Мы спустились вниз по камням и оказались на маленьком пляже. Архитекторы сбросили ботинки и шлепали босиком по воде, пока солнце скрывалось за водами бухты Новый Джигит, на которую открывался вид с этой точки.

Обратно мы возвращались в сумерках. Когда совсем стемнело, нам пришлось включить фонарики на телефонах — их свет прорезал темноту леса и освещал нам путь. Стрекотали цикады. Из леса вышла лиса и долго рассматривала нас, а потом убежала обратно в чащу. Вдалеке, за горой, мелькали красные точки сигнальных фонарей на высотных башнях и блестели огни Владивостока. Путешествие «Архвагона» кончилось.

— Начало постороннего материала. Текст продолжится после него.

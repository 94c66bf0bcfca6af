//! tyr-types: LogicalType, TypedValue (internal form), shape validation.

pub mod logical_type;
pub mod shape;
pub mod type_utils;
pub mod value;

pub use logical_type::LogicalType;
pub use shape::validate_shape;
pub use value::TypedValue;
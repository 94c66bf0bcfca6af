pub mod aggregate;
pub mod filter;
pub mod limit;
pub mod projection;
pub mod repartition;
pub mod sort;

pub use aggregate::{AggregateFunction, AggregateOp, AggregateSpec};
pub use filter::FilterOp;
pub use limit::LimitOp;
pub use projection::ProjectionOp;
pub use repartition::{Partitioning, RepartitionOp};
pub use sort::{OrderByOp, SortOrder};
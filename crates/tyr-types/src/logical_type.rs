use smol_str::SmolStr;

/// Closed, recursive type tag for everything a row or a file can physically hold.
///
/// User-defined types never appear here: a descriptor declares one of these
/// as its internal shape, and that shape is what flows through operators,
/// files and the wire.
#[derive(Clone, Debug, PartialEq, Eq, Hash, serde::Serialize, serde::Deserialize)]
pub enum LogicalType {
    Bool,
    Int32,
    Int64,
    Float,
    Double,
    String,
    Blob,
    List(Box<LogicalType>),
    Struct(Vec<(SmolStr, LogicalType)>),
}

impl LogicalType {
    /// Convenience constructor for `List(elem)`.
    pub fn list(element: LogicalType) -> Self {
        Self::List(Box::new(element))
    }

    /// Human-readable type name for error messages.
    pub fn type_name(&self) -> std::borrow::Cow<'static, str> {
        match self {
            Self::Bool => "BOOL".into(),
            Self::Int32 => "INT32".into(),
            Self::Int64 => "INT64".into(),
            Self::Float => "FLOAT".into(),
            Self::Double => "DOUBLE".into(),
            Self::String => "STRING".into(),
            Self::Blob => "BLOB".into(),
            Self::List(inner) => format!("{}[]", inner.type_name()).into(),
            Self::Struct(fields) => {
                let fields_str: Vec<_> = fields
                    .iter()
                    .map(|(name, ty)| format!("{name}: {}", ty.type_name()))
                    .collect();
                format!("STRUCT({})", fields_str.join(", ")).into()
            }
        }
    }

    /// Element type of a list, `None` for everything else.
    pub fn element_type(&self) -> Option<&LogicalType> {
        match self {
            Self::List(inner) => Some(inner),
            _ => None,
        }
    }

    /// Whether this is a numeric type (integer or floating-point).
    pub fn is_numeric(&self) -> bool {
        matches!(
            self,
            Self::Int32 | Self::Int64 | Self::Float | Self::Double
        )
    }

    /// Whether this is an integer type.
    pub fn is_integer(&self) -> bool {
        matches!(self, Self::Int32 | Self::Int64)
    }

    /// Whether this is a nested type (List, Struct).
    pub fn is_nested(&self) -> bool {
        matches!(self, Self::List(_) | Self::Struct(_))
    }

    /// Whether values of this type have a total order usable for sorting.
    pub fn is_orderable(&self) -> bool {
        matches!(
            self,
            Self::Bool | Self::Int32 | Self::Int64 | Self::Float | Self::Double | Self::String
        )
    }
}

impl std::fmt::Display for LogicalType {
    fn fmt(&self, f: &mut std::fmt::Formatter<'_>) -> std::fmt::Result {
        write!(f, "{}", self.type_name())
    }
}
use thiserror::Error;

/// Top-level error type for the whole engine.
/// Each variant corresponds to a distinct condition class; none are retried.
#[derive(Error, Debug)]
pub enum TyrError {
    #[error("type mismatch: expected {expected}, found {found}")]
    TypeMismatch { expected: String, found: String },

    #[error("shape error: {0}")]
    Shape(String),

    #[error("schema mismatch: {0}")]
    SchemaMismatch(String),

    #[error("schema error: {0}")]
    Schema(String),

    #[error("function error: {0}")]
    Function(String),

    #[error("execution error: {0}")]
    Execution(String),

    #[error("storage error: {0}")]
    Storage(String),

    #[error("round trip mismatch:\n  expected: {expected}\n    actual: {actual}")]
    RoundTripMismatch { expected: String, actual: String },

    #[error("io error: {source}")]
    Io {
        #[from]
        source: std::io::Error,
    },

    #[error("internal error: {0}")]
    Internal(String),
}

impl TyrError {
    /// Shorthand for a `TypeMismatch` from anything printable.
    pub fn type_mismatch(expected: impl Into<String>, found: impl Into<String>) -> Self {
        Self::TypeMismatch {
            expected: expected.into(),
            found: found.into(),
        }
    }
}

pub type TyrResult<T> = Result<T, TyrError>;
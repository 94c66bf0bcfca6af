//! Projection operator: evaluates an expression list per row.
//!
//! A bare column keeps its declared type, so a user-defined column passes
//! through untouched: its internal form is copied, never deserialized.

use rayon::prelude::*;
use smol_str::SmolStr;
use tyr_catalog::{Dataset, Field, Row, Schema};
use tyr_common::TyrResult;
use tyr_expression::{BoundExpression, FunctionRegistry, evaluate};

use crate::context::ExecutionContext;

#[derive(Clone, Debug)]
pub struct ProjectionOp {
    pub items: Vec<(SmolStr, BoundExpression)>,
}

impl ProjectionOp {
    pub fn new(items: Vec<(SmolStr, BoundExpression)>) -> Self {
        Self { items }
    }

    /// Keep the named columns, in order.
    pub fn columns(schema: &Schema, names: &[&str]) -> TyrResult<Self> {
        let items = names
            .iter()
            .map(|name| {
                let index = schema.column_index(name)?;
                Ok((SmolStr::new(name), BoundExpression::column(index)))
            })
            .collect::<TyrResult<Vec<_>>>()?;
        Ok(Self::new(items))
    }

    pub fn output_schema(&self, input: &Schema, registry: &FunctionRegistry) -> TyrResult<Schema> {
        let fields = self
            .items
            .iter()
            .map(|(alias, expr)| {
                Ok(Field::new(
                    alias.clone(),
                    expr.column_type(input, registry)?,
                    expr.nullable(input),
                ))
            })
            .collect::<TyrResult<Vec<_>>>()?;
        Schema::new(fields)
    }

    pub fn execute(&self, ctx: &ExecutionContext<'_>, input: Dataset) -> TyrResult<Dataset> {
        let in_schema = input.schema().clone();
        let out_schema = self.output_schema(&in_schema, ctx.registry)?.into_arc();
        let registry = ctx.registry;

        let partitions = ctx.install(|| {
            input
                .partitions()
                .par_iter()
                .map(|rows| {
                    rows.iter()
                        .map(|row| {
                            let values = self
                                .items
                                .iter()
                                .map(|(_, expr)| evaluate(expr, row, &in_schema, registry))
                                .collect::<TyrResult<Vec<_>>>()?;
                            Ok(Row::new(values))
                        })
                        .collect::<TyrResult<Vec<_>>>()
                })
                .collect::<TyrResult<Vec<_>>>()
        })?;

        Ok(Dataset::new(out_schema, partitions))
    }
}

#[cfg(test)]
mod tests {
    use super::*;
    use crate::test_util::{Floats, dataset};
    use tyr_common::EngineConfig;
    use tyr_types::{LogicalType, TypedValue};

    #[test]
    fn keeps_user_defined_column_type() {
        let reg = FunctionRegistry::new();
        let config = EngineConfig::default();
        let ctx = ExecutionContext::new(&reg, &config);
        let input = dataset(4, 2, 2);
        let op = ProjectionOp::columns(input.schema(), &["vec", "id"]).unwrap();
        let out = op.execute(&ctx, input.clone()).unwrap();

        assert_eq!(out.schema().field(0).unwrap().column_type, input.schema().field(2).unwrap().column_type);
        assert_eq!(out.num_partitions(), 2);
        assert_eq!(
            out.host_column_as::<Floats>("vec").unwrap(),
            input.host_column_as::<Floats>("vec").unwrap()
        );
    }

    #[test]
    fn function_over_host_value() {
        let mut reg = FunctionRegistry::new();
        reg.register_host_fn::<Floats, i64, _>("len", LogicalType::Int64, |f| Ok(f.0.len() as i64));
        let config = EngineConfig::default();
        let ctx = ExecutionContext::new(&reg, &config);
        let op = ProjectionOp::new(vec![(
            SmolStr::new("n"),
            BoundExpression::call("len", vec![BoundExpression::column(2)]),
        )]);
        let out = op.execute(&ctx, dataset(3, 1, 1)).unwrap();
        assert_eq!(out.column_values("n").unwrap(), vec![TypedValue::Int64(2); 3]);
        assert!(!out.schema().field(0).unwrap().column_type.is_user_defined());
    }

    #[test]
    fn unknown_column() {
        let input = dataset(1, 1, 1);
        assert!(ProjectionOp::columns(input.schema(), &["missing"]).is_err());
    }
}
//! Merchant settings routes.
//!
//! The form page loads a snapshot of the current settings into an editable
//! draft; saving replays the submitted fields through the draft's
//! transitions, so the email invariant is enforced before anything is sent
//! to the API.

use askama::Template;
use askama_web::WebTemplate;
use axum::{
    extract::{Query, State},
    response::{IntoResponse, Redirect, Response},
};
use serde::Deserialize;
use tracing::instrument;

use craigmont_core::Email;

use crate::error::Result;
use crate::filters;
use crate::settings_form::SettingsForm;
use crate::state::AppState;

// =============================================================================
// Templates
// =============================================================================

/// Settings page template.
#[derive(Template, WebTemplate)]
#[template(path = "settings/index.html")]
pub struct SettingsTemplate {
    pub current_path: &'static str,
    pub form: SettingsForm,
    pub success_message: Option<String>,
    pub error_message: Option<String>,
}

// =============================================================================
// Query Parameters
// =============================================================================

#[derive(Debug, Deserialize)]
pub struct SettingsQueryParams {
    pub success: Option<String>,
}

// =============================================================================
// Form Submission
// =============================================================================

/// Fields as the browser posts them; checkboxes are present only when
/// checked.
#[derive(Debug, Deserialize)]
pub struct SettingsFormSubmission {
    #[serde(default)]
    pub auto_publish: Option<String>,
    #[serde(default)]
    pub email_notifications: Option<String>,
    #[serde(default)]
    pub email: String,
}

// =============================================================================
// Handlers
// =============================================================================

/// Render the settings form from the current settings.
///
/// GET /settings
#[instrument(skip(state))]
pub async fn settings_page(
    State(state): State<AppState>,
    Query(params): Query<SettingsQueryParams>,
) -> Result<SettingsTemplate> {
    let snapshot = state.reviews().settings().await?;
    let form = SettingsForm::load(snapshot);

    // Map success codes to banner copy
    let success_message = params.success.map(|s| match s.as_str() {
        "saved" => "Your settings have been saved.".to_owned(),
        _ => s,
    });

    Ok(SettingsTemplate {
        current_path: "/settings",
        form,
        success_message,
        error_message: None,
    })
}

/// Validate and save the settings.
///
/// Replays the submitted fields through the form draft; if the draft ends
/// in an error state, the form re-renders with the inline message and no
/// mutation is sent. A non-empty email is additionally format-checked
/// before submitting.
///
/// POST /settings
#[instrument(skip(state))]
pub async fn update_settings(
    State(state): State<AppState>,
    axum::Form(submitted): axum::Form<SettingsFormSubmission>,
) -> Result<Response> {
    let snapshot = state.reviews().settings().await?;
    let mut form = SettingsForm::load(snapshot);

    form.set_auto_publish(submitted.auto_publish.is_some());
    form.set_email_notifications(submitted.email_notifications.is_some());
    form.set_email(submitted.email.trim());

    let Some(payload) = form.submit() else {
        // Invariant violation: re-render with the inline field error,
        // nothing goes over the network.
        return Ok(SettingsTemplate {
            current_path: "/settings",
            form,
            success_message: None,
            error_message: None,
        }
        .into_response());
    };

    if !payload.email.is_empty() && Email::parse(&payload.email).is_err() {
        return Ok(SettingsTemplate {
            current_path: "/settings",
            form,
            success_message: None,
            error_message: Some("Enter a valid email address.".to_owned()),
        }
        .into_response());
    }

    state.reviews().update_settings(payload).await?;

    Ok(Redirect::to("/settings?success=saved").into_response())
}
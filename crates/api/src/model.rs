//! Domain model for the review store.
//!
//! Reviews are seeded once at startup and never mutated; settings are a
//! process-wide singleton replaced wholesale by the update operation.

use craigmont_core::{Email, Rating, ReviewId, ReviewStatus};

/// A customer review of a product.
///
/// Customer and product are embedded values with no identity of their own;
/// the product's aggregates (`average_rating`, `review_count`) are
/// precomputed in the seed, not derived from the review collection.
#[derive(Debug, Clone, PartialEq)]
pub struct Review {
    pub id: ReviewId,
    pub rating: Rating,
    pub title: String,
    pub content: String,
    pub customer: Customer,
    pub product: Product,
    pub status: ReviewStatus,
    /// Display string, not a parsed temporal value.
    pub date: String,
}

/// The customer who wrote a review.
#[derive(Debug, Clone, PartialEq, Eq)]
pub struct Customer {
    pub name: String,
    pub email: Email,
}

/// The product a review is about.
#[derive(Debug, Clone, PartialEq)]
pub struct Product {
    pub name: String,
    pub average_rating: f64,
    pub review_count: i32,
}

/// Merchant notification settings.
///
/// Any combination of values is accepted here, including notifications
/// enabled with an empty email; the dashboard form is the only layer that
/// enforces the email invariant.
#[derive(Debug, Clone, PartialEq, Eq, Default)]
pub struct ReviewSettings {
    pub auto_publish: bool,
    pub email_notifications: bool,
    pub email: String,
}

/// The two seeded reviews, in insertion order.
#[must_use]
pub fn seed_reviews() -> Vec<Review> {
    vec![
        Review {
            id: ReviewId::new(341),
            rating: Rating::new(5).expect("seed rating in range"),
            title: "Seriously amazing!".to_owned(),
            content: "No joke, the best hair pomade I have ever used. My hair typically \
                      gets a little too wavy and unruly for the hairstyle I have been \
                      going with, but the Pomade Paste totally gave me control over my \
                      hair. The hold is amazing, plus it keeps a great 'dry-look' to my \
                      hair which I like. And lastly, the pomade smells bomb. Seriously \
                      it's the best thing you could do for your hair."
                .to_owned(),
            customer: Customer {
                name: "Mae Jemison".to_owned(),
                email: Email::parse("mae.jemison@gmail.com").expect("seed email is valid"),
            },
            product: Product {
                name: "Pomade Paste".to_owned(),
                average_rating: 4.4,
                review_count: 6,
            },
            status: ReviewStatus::Published,
            date: "Mar 18, 6: 21pm".to_owned(),
        },
        Review {
            id: ReviewId::new(256),
            rating: Rating::new(4).expect("seed rating in range"),
            title: "Very nice with a lovely smell".to_owned(),
            content: "The Pomade Cream smells nice and leaves the hair with a nice \
                      finish. I have also been using it on my beard and it is doing a \
                      great job of keeping it tamed! Strongly recommend the product (N1) \
                      and I am looking forward to see what other products Craigmont is \
                      going to create."
                .to_owned(),
            customer: Customer {
                name: "Ellen Ochoa".to_owned(),
                email: Email::parse("ellen.ochoa@gmail.com").expect("seed email is valid"),
            },
            product: Product {
                name: "Pomade Cream".to_owned(),
                average_rating: 3.6,
                review_count: 4,
            },
            status: ReviewStatus::Unpublished,
            date: "Mar 24, 12: 13pm".to_owned(),
        },
    ]
}

#[cfg(test)]
#[allow(clippy::unwrap_used)]
mod tests {
    use super::*;

    #[test]
    fn test_seed_has_two_reviews_in_order() {
        let reviews = seed_reviews();
        let ids: Vec<i32> = reviews.iter().map(|r| r.id.as_i32()).collect();
        assert_eq!(ids, vec![341, 256]);
    }

    #[test]
    fn test_seed_field_values() {
        let reviews = seed_reviews();
        let first = reviews.first().unwrap();
        assert_eq!(first.title, "Seriously amazing!");
        assert_eq!(first.rating.stars(), 5);
        assert_eq!(first.status, ReviewStatus::Published);
        assert_eq!(first.customer.name, "Mae Jemison");
        assert_eq!(first.product.name, "Pomade Paste");
        assert!((first.product.average_rating - 4.4).abs() < f64::EPSILON);

        let second = reviews.get(1).unwrap();
        assert_eq!(second.rating.stars(), 4);
        assert_eq!(second.status, ReviewStatus::Unpublished);
        assert_eq!(second.product.review_count, 4);
    }

    #[test]
    fn test_default_settings() {
        let settings = ReviewSettings::default();
        assert!(!settings.auto_publish);
        assert!(!settings.email_notifications);
        assert_eq!(settings.email, "");
    }
}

Увы, лысый хост так и не вернул деньги. Он выдал архитекторам расписку, составленную от руки и заверенную липовой печатью. Мы, впрочем, не слишком расстраивались по этому поводу и, послав его к чертовой матери, наслаждались последними днями в Приморье.

Случилось еще много чего: фильм Евстигнеева показали на местном кинофестивале, мы с фотографом приобрели две балаклавы, в которых впору было идти грабить банк, а архитекторы потихоньку начинали готовить свои проекты для выставки, которая пройдет в Москве.

Одним октябрьским днем мы сели в самолет и через девять часов обнаружили себя в Москве. Всем было очень непривычно вновь вдыхать тяжелый московский воздух, чувствовать на щеках моросящий дождь и видеть обреченность на лицах пассажиров метро, едущих на работу.